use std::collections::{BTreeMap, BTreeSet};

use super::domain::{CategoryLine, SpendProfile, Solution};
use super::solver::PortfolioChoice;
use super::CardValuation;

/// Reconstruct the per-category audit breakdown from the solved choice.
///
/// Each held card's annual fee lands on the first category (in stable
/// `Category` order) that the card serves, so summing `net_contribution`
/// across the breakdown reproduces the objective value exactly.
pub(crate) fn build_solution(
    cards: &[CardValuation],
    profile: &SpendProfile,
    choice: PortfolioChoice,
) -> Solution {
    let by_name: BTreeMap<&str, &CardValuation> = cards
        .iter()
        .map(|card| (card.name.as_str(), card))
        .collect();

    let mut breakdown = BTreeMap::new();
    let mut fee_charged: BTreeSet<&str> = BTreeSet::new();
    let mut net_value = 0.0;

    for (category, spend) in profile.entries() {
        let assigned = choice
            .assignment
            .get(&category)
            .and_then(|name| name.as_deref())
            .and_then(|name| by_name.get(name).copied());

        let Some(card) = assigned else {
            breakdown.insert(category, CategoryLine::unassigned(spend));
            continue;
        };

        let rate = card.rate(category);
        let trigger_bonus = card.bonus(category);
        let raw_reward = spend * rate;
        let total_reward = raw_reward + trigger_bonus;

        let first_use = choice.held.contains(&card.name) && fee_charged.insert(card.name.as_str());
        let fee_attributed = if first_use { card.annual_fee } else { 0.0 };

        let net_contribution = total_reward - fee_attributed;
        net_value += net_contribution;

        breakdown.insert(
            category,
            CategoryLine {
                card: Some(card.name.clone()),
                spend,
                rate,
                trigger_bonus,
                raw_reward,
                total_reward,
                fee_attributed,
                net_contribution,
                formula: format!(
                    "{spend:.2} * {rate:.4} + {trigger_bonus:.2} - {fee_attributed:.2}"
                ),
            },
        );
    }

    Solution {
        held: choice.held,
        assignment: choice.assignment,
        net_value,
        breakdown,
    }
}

■ ■ ■ ■ ■

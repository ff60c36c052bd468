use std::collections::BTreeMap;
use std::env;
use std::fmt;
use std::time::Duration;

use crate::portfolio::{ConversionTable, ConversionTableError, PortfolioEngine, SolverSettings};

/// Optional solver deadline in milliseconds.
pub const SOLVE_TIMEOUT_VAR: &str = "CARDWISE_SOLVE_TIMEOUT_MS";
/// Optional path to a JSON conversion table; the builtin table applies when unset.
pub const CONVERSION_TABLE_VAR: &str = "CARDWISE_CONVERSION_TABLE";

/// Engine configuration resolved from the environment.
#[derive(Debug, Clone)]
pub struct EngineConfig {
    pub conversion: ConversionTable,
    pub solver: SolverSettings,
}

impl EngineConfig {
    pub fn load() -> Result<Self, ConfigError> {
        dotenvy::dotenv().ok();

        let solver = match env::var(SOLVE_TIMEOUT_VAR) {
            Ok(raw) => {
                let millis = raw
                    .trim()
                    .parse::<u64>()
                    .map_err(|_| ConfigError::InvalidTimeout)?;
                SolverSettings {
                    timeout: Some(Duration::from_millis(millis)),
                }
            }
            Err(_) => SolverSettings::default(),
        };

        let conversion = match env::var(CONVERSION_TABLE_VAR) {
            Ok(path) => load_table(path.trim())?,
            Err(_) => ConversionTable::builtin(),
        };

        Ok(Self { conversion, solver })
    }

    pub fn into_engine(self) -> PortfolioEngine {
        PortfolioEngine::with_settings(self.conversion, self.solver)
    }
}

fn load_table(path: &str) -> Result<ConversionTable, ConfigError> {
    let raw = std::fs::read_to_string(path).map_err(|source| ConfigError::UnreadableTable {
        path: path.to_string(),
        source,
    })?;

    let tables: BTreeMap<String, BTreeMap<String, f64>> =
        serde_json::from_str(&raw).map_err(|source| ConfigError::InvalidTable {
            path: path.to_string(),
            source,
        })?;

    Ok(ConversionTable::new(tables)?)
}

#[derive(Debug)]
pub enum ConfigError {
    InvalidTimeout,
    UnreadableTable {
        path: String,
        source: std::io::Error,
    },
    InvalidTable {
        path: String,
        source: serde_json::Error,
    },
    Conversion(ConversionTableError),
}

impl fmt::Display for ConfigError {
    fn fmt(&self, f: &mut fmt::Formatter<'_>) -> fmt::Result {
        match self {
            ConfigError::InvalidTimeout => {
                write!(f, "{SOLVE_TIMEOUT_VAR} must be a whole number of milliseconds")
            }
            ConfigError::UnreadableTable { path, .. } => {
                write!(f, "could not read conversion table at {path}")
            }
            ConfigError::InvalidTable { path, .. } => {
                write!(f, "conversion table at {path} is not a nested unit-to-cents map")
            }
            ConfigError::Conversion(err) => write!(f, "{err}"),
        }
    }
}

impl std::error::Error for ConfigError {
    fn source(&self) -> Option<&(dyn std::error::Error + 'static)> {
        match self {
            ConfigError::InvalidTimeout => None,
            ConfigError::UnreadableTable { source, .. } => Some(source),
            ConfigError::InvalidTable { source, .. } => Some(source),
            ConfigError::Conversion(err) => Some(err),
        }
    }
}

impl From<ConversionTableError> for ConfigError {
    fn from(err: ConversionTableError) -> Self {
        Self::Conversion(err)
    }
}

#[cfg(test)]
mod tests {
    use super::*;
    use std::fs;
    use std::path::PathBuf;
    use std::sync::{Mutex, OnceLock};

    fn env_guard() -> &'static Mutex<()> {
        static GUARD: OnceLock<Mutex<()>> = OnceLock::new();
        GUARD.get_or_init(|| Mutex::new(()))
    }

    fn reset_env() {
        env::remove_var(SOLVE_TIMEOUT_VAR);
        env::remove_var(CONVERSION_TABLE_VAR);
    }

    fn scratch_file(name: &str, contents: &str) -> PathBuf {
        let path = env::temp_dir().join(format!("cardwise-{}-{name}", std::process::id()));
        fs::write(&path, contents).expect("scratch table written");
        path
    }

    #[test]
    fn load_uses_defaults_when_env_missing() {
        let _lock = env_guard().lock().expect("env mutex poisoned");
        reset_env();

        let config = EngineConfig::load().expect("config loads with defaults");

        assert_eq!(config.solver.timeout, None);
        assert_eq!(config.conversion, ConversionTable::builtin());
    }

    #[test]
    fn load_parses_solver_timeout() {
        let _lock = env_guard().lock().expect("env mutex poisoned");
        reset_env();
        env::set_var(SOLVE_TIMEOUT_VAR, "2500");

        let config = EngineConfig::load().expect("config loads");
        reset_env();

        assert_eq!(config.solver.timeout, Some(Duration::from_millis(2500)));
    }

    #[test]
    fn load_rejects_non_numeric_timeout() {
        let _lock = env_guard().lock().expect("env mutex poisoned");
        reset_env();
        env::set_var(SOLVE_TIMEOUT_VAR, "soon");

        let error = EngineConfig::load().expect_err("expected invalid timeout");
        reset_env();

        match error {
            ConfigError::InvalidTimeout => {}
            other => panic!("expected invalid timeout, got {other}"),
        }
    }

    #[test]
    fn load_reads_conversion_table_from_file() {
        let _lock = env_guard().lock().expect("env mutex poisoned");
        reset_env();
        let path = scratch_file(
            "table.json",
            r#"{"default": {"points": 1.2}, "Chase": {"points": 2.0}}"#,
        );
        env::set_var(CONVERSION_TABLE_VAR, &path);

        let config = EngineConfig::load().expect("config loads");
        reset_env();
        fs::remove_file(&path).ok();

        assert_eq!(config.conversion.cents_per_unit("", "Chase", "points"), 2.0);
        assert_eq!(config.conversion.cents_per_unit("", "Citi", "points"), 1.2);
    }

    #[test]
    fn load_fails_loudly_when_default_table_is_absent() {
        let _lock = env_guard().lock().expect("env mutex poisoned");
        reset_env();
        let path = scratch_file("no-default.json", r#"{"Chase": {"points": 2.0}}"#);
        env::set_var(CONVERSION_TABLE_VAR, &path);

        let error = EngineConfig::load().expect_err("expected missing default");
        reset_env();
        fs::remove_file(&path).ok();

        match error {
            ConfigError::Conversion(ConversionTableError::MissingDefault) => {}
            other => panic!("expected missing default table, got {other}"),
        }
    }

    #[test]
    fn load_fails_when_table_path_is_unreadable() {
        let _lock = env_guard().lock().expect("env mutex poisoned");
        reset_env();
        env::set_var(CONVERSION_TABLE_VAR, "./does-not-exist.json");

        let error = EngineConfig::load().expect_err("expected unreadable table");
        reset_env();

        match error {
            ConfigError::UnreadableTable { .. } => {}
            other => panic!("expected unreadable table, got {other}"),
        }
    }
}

■ ■ ■ ■ ■

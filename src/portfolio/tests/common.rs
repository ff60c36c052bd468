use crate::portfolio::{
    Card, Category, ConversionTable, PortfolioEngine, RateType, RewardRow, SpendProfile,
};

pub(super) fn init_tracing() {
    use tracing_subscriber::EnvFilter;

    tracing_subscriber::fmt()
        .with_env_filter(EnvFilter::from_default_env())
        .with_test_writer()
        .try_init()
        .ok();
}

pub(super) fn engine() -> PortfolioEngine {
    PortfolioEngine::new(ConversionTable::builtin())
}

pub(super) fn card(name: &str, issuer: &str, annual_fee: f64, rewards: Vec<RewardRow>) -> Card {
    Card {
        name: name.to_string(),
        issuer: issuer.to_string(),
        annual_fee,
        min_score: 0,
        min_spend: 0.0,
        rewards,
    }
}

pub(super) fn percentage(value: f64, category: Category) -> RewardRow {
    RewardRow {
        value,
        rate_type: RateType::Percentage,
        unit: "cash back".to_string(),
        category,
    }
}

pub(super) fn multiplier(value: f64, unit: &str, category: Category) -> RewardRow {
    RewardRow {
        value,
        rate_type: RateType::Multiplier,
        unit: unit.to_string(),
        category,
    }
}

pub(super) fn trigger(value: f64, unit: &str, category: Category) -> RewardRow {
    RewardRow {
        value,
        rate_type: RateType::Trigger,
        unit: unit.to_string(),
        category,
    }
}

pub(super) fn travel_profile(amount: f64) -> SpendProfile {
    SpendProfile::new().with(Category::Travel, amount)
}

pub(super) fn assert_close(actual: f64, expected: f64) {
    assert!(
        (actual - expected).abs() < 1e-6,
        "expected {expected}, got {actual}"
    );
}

■ ■ ■ ■ ■

TASK GOAL. Report every line of the entries that carries the word "actual".

REPLY TO THE EXERCISE.
pub(super) fn assert_close(actual: f64, expected: f64) {
        (actual - expected).abs() < 1e-6,
        "expected {expected}, got {actual}"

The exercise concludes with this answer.